#Problem 1: Determine whether each is True or False
#A:Since more patients on Pioglitazone had cardiovascular problems (5,386 vs. 2,593), we can conclude that the rate of cardiovascular problems for those on a Pioglitazone treatment is higher.
2593/67593
## [1] 0.03836196
5386/159978
## [1] 0.03366713
#False: although more patients on Pioglitazone (P) had heart problems thant those Rosiglitazone (R), a larger proportion of patients taking R experienced heart problems.
#B:The data suggest that diabetic patients who are taking rosiglitazone are more likely to have cardiovascular problems than those taking pioglitazone.
#Ho: there is no difference in cardiovascular problems between the drugs
#Ha: there is difference in heart problems between the drugs
x1<-2593
n1<-67593
x2<-5386
n2<-159978
p_hat1<-x1/n1
p_hat2<-x2/n2
p_hatpool<- (x1+x2)/(n1+n2)
test_stat= (p_hat1-p_hat2)/sqrt(p_hatpool*(1-p_hatpool)*(1/n1+1/n2))
#two-tailed test
pnorm(test_stat, lower.tail = FALSE)*2
## [1] 2.638569e-08
# True. Becasue we can see that the p value for our two-tailes z test shows that it would be nearly impossible to see our result given the truth of the null hypothesis, or an assumption of no difference between the two drugs. Therefore, we can reject the null hypothesis and conclude that there is a difference between the two drugs, and that those patients on R are more likely to have cardiovascular problems.

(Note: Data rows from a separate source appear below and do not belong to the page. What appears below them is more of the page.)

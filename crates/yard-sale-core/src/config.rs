//! Configuration System
//!
//! Loads model, run and population settings from a TOML file. Every section
//! and field is optional and falls back to its default.

use rand::rngs::SmallRng;
use rand::SeedableRng;
use serde::{Deserialize, Serialize};
use std::collections::BTreeMap;
use std::path::Path;
use std::str::FromStr;
use thiserror::Error;

use crate::components::WealthLedger;
use crate::engine::{ModelParams, DEFAULT_ROUNDS};
use crate::error::ConfigurationError;
use crate::setup::{explicit_population, random_population, uniform_population};

/// Default config file path
pub const DEFAULT_CONFIG_PATH: &str = "yard_sale.toml";

/// Complete simulation configuration.
#[derive(Debug, Clone, Default, PartialEq, Serialize, Deserialize)]
pub struct SaleConfig {
    #[serde(default)]
    pub model: ModelConfig,
    #[serde(default)]
    pub run: RunConfig,
    #[serde(default)]
    pub population: PopulationConfig,
}

/// Exchange, tax, bias and debt parameters.
#[derive(Debug, Clone, PartialEq, Serialize, Deserialize)]
#[serde(default)]
pub struct ModelConfig {
    pub win_percentage: f64,
    pub chi: f64,
    pub zeta: f64,
    pub kappa: f64,
}

impl Default for ModelConfig {
    fn default() -> Self {
        Self {
            win_percentage: 0.2,
            chi: 0.0,
            zeta: 0.0,
            kappa: 0.0,
        }
    }
}

/// Round count, seeding and snapshot cadence.
#[derive(Debug, Clone, PartialEq, Serialize, Deserialize)]
#[serde(default)]
pub struct RunConfig {
    pub rounds: u64,
    pub seed: u64,
    pub snapshot_interval: u64,
    pub collect_snapshots: bool,
    /// When non-empty, one independent run per seed instead of `seed`
    #[serde(skip_serializing_if = "Vec::is_empty")]
    pub batch_seeds: Vec<u64>,
}

impl Default for RunConfig {
    fn default() -> Self {
        Self {
            rounds: DEFAULT_ROUNDS,
            seed: 0,
            snapshot_interval: 1000,
            collect_snapshots: true,
            batch_seeds: Vec::new(),
        }
    }
}

/// Uniform range for randomly drawn starting balances.
#[derive(Debug, Clone, Copy, PartialEq, Serialize, Deserialize)]
pub struct WealthRange {
    pub min: f64,
    pub max: f64,
}

/// Starting population.
///
/// Explicit `balances` win over `random_wealth`, which wins over the
/// uniform `agents` x `initial_wealth` population.
#[derive(Debug, Clone, PartialEq, Serialize, Deserialize)]
#[serde(default)]
pub struct PopulationConfig {
    pub agents: usize,
    pub initial_wealth: f64,
    #[serde(skip_serializing_if = "Option::is_none")]
    pub random_wealth: Option<WealthRange>,
    #[serde(skip_serializing_if = "BTreeMap::is_empty")]
    pub balances: BTreeMap<String, f64>,
}

impl Default for PopulationConfig {
    fn default() -> Self {
        Self {
            agents: 100,
            initial_wealth: 100.0,
            random_wealth: None,
            balances: BTreeMap::new(),
        }
    }
}

impl SaleConfig {
    /// Loads configuration from a TOML file.
    pub fn from_file(path: &Path) -> Result<Self, ConfigError> {
        let content = std::fs::read_to_string(path)?;
        content.parse()
    }

    /// Serializes the configuration as a TOML string.
    pub fn to_toml(&self) -> Result<String, ConfigError> {
        Ok(toml::to_string_pretty(self)?)
    }

    /// Engine parameters for the primary seed.
    pub fn model_params(&self) -> ModelParams {
        ModelParams::new(self.model.win_percentage)
            .with_chi(self.model.chi)
            .with_zeta(self.model.zeta)
            .with_kappa(self.model.kappa)
            .with_rounds(self.run.rounds)
            .with_seed(self.run.seed)
    }

    /// Builds the starting ledger. Random balances are drawn from a
    /// generator seeded with the run seed.
    pub fn build_ledger(&self) -> crate::error::Result<WealthLedger<String>> {
        let population = &self.population;
        if !population.balances.is_empty() {
            return Ok(explicit_population(&population.balances)?);
        }
        if let Some(range) = population.random_wealth {
            let mut rng = SmallRng::seed_from_u64(self.run.seed);
            return random_population(population.agents, range.min, range.max, &mut rng);
        }
        Ok(uniform_population(population.agents, population.initial_wealth)?)
    }
}

/// `count` consecutive seeds starting at `first`, wrapping past `u64::MAX`.
pub fn consecutive_seeds(first: u64, count: u64) -> Result<Vec<u64>, ConfigurationError> {
    if count == 0 {
        return Err(ConfigurationError::NoSeeds);
    }
    Ok((0..count).map(|offset| first.wrapping_add(offset)).collect())
}

impl FromStr for SaleConfig {
    type Err = ConfigError;

    fn from_str(content: &str) -> Result<Self, Self::Err> {
        Ok(toml::from_str(content)?)
    }
}

/// Errors that can occur during configuration loading.
#[derive(Debug, Error)]
pub enum ConfigError {
    #[error("IO error: {0}")]
    Io(#[from] std::io::Error),
    #[error("TOML parse error: {0}")]
    Toml(#[from] toml::de::Error),
    #[error("TOML serialize error: {0}")]
    TomlSerialize(#[from] toml::ser::Error),
}

#[cfg(test)]
mod tests {
    use super::*;
    use std::io::Write;
    use tempfile::NamedTempFile;

    #[test]
    fn test_defaults_from_empty_file() {
        let config: SaleConfig = "".parse().unwrap();

        assert_eq!(config, SaleConfig::default());
        assert_eq!(config.run.rounds, 10_000);
        assert_eq!(config.model.win_percentage, 0.2);
        assert_eq!(config.population.agents, 100);
    }

    #[test]
    fn test_partial_sections() {
        let config: SaleConfig = r#"
            [model]
            chi = 0.1
            zeta = 0.05

            [run]
            rounds = 500
            seed = 7
        "#
        .parse()
        .unwrap();

        assert_eq!(config.model.chi, 0.1);
        assert_eq!(config.model.win_percentage, 0.2);
        assert_eq!(config.run.snapshot_interval, 1000);

        let params = config.model_params();
        assert_eq!(params.rounds, 500);
        assert_eq!(params.seed, 7);
        assert_eq!(params.zeta, 0.05);
    }

    #[test]
    fn test_explicit_balances() {
        let config: SaleConfig = r#"
            [population.balances]
            A = 50.0
            B = 150.0
        "#
        .parse()
        .unwrap();

        let ledger = config.build_ledger().unwrap();
        assert_eq!(ledger.len(), 2);
        assert_eq!(ledger.balance(&"B".to_string()), Some(150.0));
    }

    #[test]
    fn test_random_population_from_config() {
        let config: SaleConfig = r#"
            [population]
            agents = 20
            random_wealth = { min = 0.0, max = 200.0 }
        "#
        .parse()
        .unwrap();

        let first = config.build_ledger().unwrap();
        let second = config.build_ledger().unwrap();
        assert_eq!(first.len(), 20);
        assert_eq!(first, second);
    }

    #[test]
    fn test_invalid_toml() {
        let result = "[model\nchi = ".parse::<SaleConfig>();
        assert!(matches!(result, Err(ConfigError::Toml(_))));
    }

    #[test]
    fn test_from_file_and_roundtrip() {
        let mut config = SaleConfig::default();
        config.model.kappa = 0.25;
        config.run.batch_seeds = vec![1, 2, 3];

        let mut file = NamedTempFile::new().unwrap();
        write!(file, "{}", config.to_toml().unwrap()).unwrap();

        let loaded = SaleConfig::from_file(file.path()).unwrap();
        assert_eq!(loaded, config);
    }

    #[test]
    fn test_consecutive_seeds() {
        assert_eq!(consecutive_seeds(5, 3).unwrap(), vec![5, 6, 7]);
        assert_eq!(consecutive_seeds(u64::MAX, 2).unwrap(), vec![u64::MAX, 0]);
        assert_eq!(consecutive_seeds(9, 0).unwrap_err(), ConfigurationError::NoSeeds);
    }

    #[test]
    fn test_missing_file() {
        let result = SaleConfig::from_file(Path::new("/nonexistent/yard_sale.toml"));
        assert!(matches!(result, Err(ConfigError::Io(_))));
    }
}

#C:The fact that the rate of incidence is higher for the Rosiglitazone group proves that Rosiglitazone causes serious cardiovascular problems
#FALSE: Although we cannot rule out that R causes serious cardiovascular problems, that does not mean we can conclude that it does, either. It is entirely possible that those patients who are on R happen to take other medication which exacerbate heart problems, or there may be some other unknown factor causing this problem.
#D:Based on the information provided so far, we cannot tell if the difference between the rates of incidences is due to a relationship between the two variables or due to chance.
# TRUE: As is the case with the last problem, it is not entirely possible to rule out that there may be some other variable at play causing this difference in the data and statistics. Therefore, it is possible that it is due to chance.
#Problem 2
# A: What proportion of patients in the treatment group and what proportion of patients in the control group died?
#Treatment
45/69
## [1] 0.6521739
#Control
30/34
## [1] 0.8823529
#Randomization technique
#Ho: there is no difference in the death rates for patients between groups
#Ha: there is a difference in the death rates for each of these groups
#we write alive on 28 cards representing patients who were alive at the end of the study, and dead on 75 cards representing patients who were not...one group size of 69 representing treatment, and the other group size of 34 representing control... a distribution centered at 0... we calculate the fraction of the simulations where the simulated differences are greater than or equal to our sample proportion.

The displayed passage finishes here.